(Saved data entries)
· · · ·

use chrono::{FixedOffset, Offset, Utc};
use std::env;

use crate::error::{Error, Result};

pub const DEFAULT_GITHUB_API_URL: &str = "https://api.github.com";
pub const DEFAULT_CONTRIBUTIONS_API_URL: &str = "https://github-contributions-api.jogruber.de/v4";
pub const DEFAULT_STORY_YEAR: i32 = 2025;
pub const DEFAULT_EVENT_SAMPLE_LIMIT: u32 = 100;

#[derive(Debug, Clone)]
pub struct Config {
    pub github_token: Option<String>,
    pub github_api_url: String,
    pub contributions_api_url: String,
    pub year: i32,
    pub event_sample_limit: u32,
    pub utc_offset_hours: i32,
}

impl Default for Config {
    fn default() -> Self {
        Self {
            github_token: None,
            github_api_url: DEFAULT_GITHUB_API_URL.to_string(),
            contributions_api_url: DEFAULT_CONTRIBUTIONS_API_URL.to_string(),
            year: DEFAULT_STORY_YEAR,
            event_sample_limit: DEFAULT_EVENT_SAMPLE_LIMIT,
            utc_offset_hours: 0,
        }
    }
}

impl Config {
    pub fn from_env() -> Result<Self> {
        let github_token = env::var("GITHUB_TOKEN").ok().filter(|t| !t.trim().is_empty());

        let github_api_url = env::var("GITHUB_API_URL")
            .unwrap_or_else(|_| DEFAULT_GITHUB_API_URL.to_string());

        let contributions_api_url = env::var("CONTRIBUTIONS_API_URL")
            .unwrap_or_else(|_| DEFAULT_CONTRIBUTIONS_API_URL.to_string());

        let year = parse_var("STORY_YEAR")?.unwrap_or(DEFAULT_STORY_YEAR);

        let event_sample_limit =
            parse_var("EVENT_SAMPLE_LIMIT")?.unwrap_or(DEFAULT_EVENT_SAMPLE_LIMIT);

        let utc_offset_hours = parse_var("STORY_UTC_OFFSET_HOURS")?.unwrap_or(0);

        let config = Self {
            github_token,
            github_api_url,
            contributions_api_url,
            year,
            event_sample_limit,
            utc_offset_hours,
        };
        config.validate()?;
        Ok(config)
    }

    pub fn validate(&self) -> Result<()> {
        if self.event_sample_limit == 0 {
            return Err(Error::Config(
                "EVENT_SAMPLE_LIMIT must be greater than zero".to_string(),
            ));
        }
        utc_offset(self.utc_offset_hours)?;
        Ok(())
    }
}

fn parse_var<T: std::str::FromStr>(name: &str) -> Result<Option<T>> {
    match env::var(name) {
        Ok(raw) => raw
            .trim()
            .parse()
            .map(Some)
            .map_err(|_| Error::Config(format!("{} has an invalid value: {}", name, raw))),
        Err(_) => Ok(None),
    }
}

fn utc_offset(hours: i32) -> Result<FixedOffset> {
    hours
        .checked_mul(3600)
        .and_then(FixedOffset::east_opt)
        .ok_or_else(|| {
            Error::Config(format!(
                "UTC offset must be between -23 and 23 hours, got {}",
                hours
            ))
        })
}

/// Options the story pipeline needs once inputs are fetched.
#[derive(Debug, Clone)]
pub struct StoryOptions {
    pub year: i32,
    pub event_sample_limit: usize,
    pub utc_offset: FixedOffset,
}

impl Default for StoryOptions {
    fn default() -> Self {
        Self {
            year: DEFAULT_STORY_YEAR,
            event_sample_limit: DEFAULT_EVENT_SAMPLE_LIMIT as usize,
            utc_offset: Utc.fix(),
        }
    }
}

impl TryFrom<&Config> for StoryOptions {
    type Error = Error;

    fn try_from(config: &Config) -> Result<Self> {
        Ok(Self {
            year: config.year,
            event_sample_limit: config.event_sample_limit as usize,
            utc_offset: utc_offset(config.utc_offset_hours)?,
        })
    }
}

· · · ·

**Exercise requirements**
Every line must be copied exactly as it stands above.

**Written response**
use chrono::{FixedOffset, Offset, Utc};
use std::env;

use crate::error::{Error, Result};

pub const DEFAULT_GITHUB_API_URL: &str = "https://api.github.com";
pub const DEFAULT_CONTRIBUTIONS_API_URL: &str = "https://github-contributions-api.jogruber.de/v4";
pub const DEFAULT_STORY_YEAR: i32 = 2025;
pub const DEFAULT_EVENT_SAMPLE_LIMIT: u32 = 100;

#[derive(Debug, Clone)]
pub struct Config {
    pub github_token: Option<String>,
    pub github_api_url: String,
    pub contributions_api_url: String,
    pub year: i32,
    pub event_sample_limit: u32,
    pub utc_offset_hours: i32,
}

impl Default for Config {
    fn default() -> Self {
        Self {
            github_token: None,
            github_api_url: DEFAULT_GITHUB_API_URL.to_string(),
            contributions_api_url: DEFAULT_CONTRIBUTIONS_API_URL.to_string(),
            year: DEFAULT_STORY_YEAR,
            event_sample_limit: DEFAULT_EVENT_SAMPLE_LIMIT,
            utc_offset_hours: 0,
        }
    }
}

impl Config {
    pub fn from_env() -> Result<Self> {
        let github_token = env::var("GITHUB_TOKEN").ok().filter(|t| !t.trim().is_empty());

        let github_api_url = env::var("GITHUB_API_URL")
            .unwrap_or_else(|_| DEFAULT_GITHUB_API_URL.to_string());

        let contributions_api_url = env::var("CONTRIBUTIONS_API_URL")
            .unwrap_or_else(|_| DEFAULT_CONTRIBUTIONS_API_URL.to_string());

        let year = parse_var("STORY_YEAR")?.unwrap_or(DEFAULT_STORY_YEAR);

        let event_sample_limit =
            parse_var("EVENT_SAMPLE_LIMIT")?.unwrap_or(DEFAULT_EVENT_SAMPLE_LIMIT);

        let utc_offset_hours = parse_var("STORY_UTC_OFFSET_HOURS")?.unwrap_or(0);

        let config = Self {
            github_token,
            github_api_url,
            contributions_api_url,
            year,
            event_sample_limit,
            utc_offset_hours,
        };
        config.validate()?;
        Ok(config)
    }

    pub fn validate(&self) -> Result<()> {
        if self.event_sample_limit == 0 {
            return Err(Error::Config(
                "EVENT_SAMPLE_LIMIT must be greater than zero".to_string(),
            ));
        }
        utc_offset(self.utc_offset_hours)?;
        Ok(())
    }
}

fn parse_var<T: std::str::FromStr>(name: &str) -> Result<Option<T>> {
    match env::var(name) {
        Ok(raw) => raw
            .trim()
            .parse()
            .map(Some)
            .map_err(|_| Error::Config(format!("{} has an invalid value: {}", name, raw))),
        Err(_) => Ok(None),
    }
}

fn utc_offset(hours: i32) -> Result<FixedOffset> {
    hours
        .checked_mul(3600)
        .and_then(FixedOffset::east_opt)
        .ok_or_else(|| {
            Error::Config(format!(
                "UTC offset must be between -23 and 23 hours, got {}",
                hours
            ))
        })
}

/// Options the story pipeline needs once inputs are fetched.
#[derive(Debug, Clone)]
pub struct StoryOptions {
    pub year: i32,
    pub event_sample_limit: usize,
    pub utc_offset: FixedOffset,
}

impl Default for StoryOptions {
    fn default() -> Self {
        Self {
            year: DEFAULT_STORY_YEAR,
            event_sample_limit: DEFAULT_EVENT_SAMPLE_LIMIT as usize,
            utc_offset: Utc.fix(),
        }
    }
}

impl TryFrom<&Config> for StoryOptions {
    type Error = Error;

    fn try_from(config: &Config) -> Result<Self> {
        Ok(Self {
            year: config.year,
            event_sample_limit: config.event_sample_limit as usize,
            utc_offset: utc_offset(config.utc_offset_hours)?,
        })
    }
}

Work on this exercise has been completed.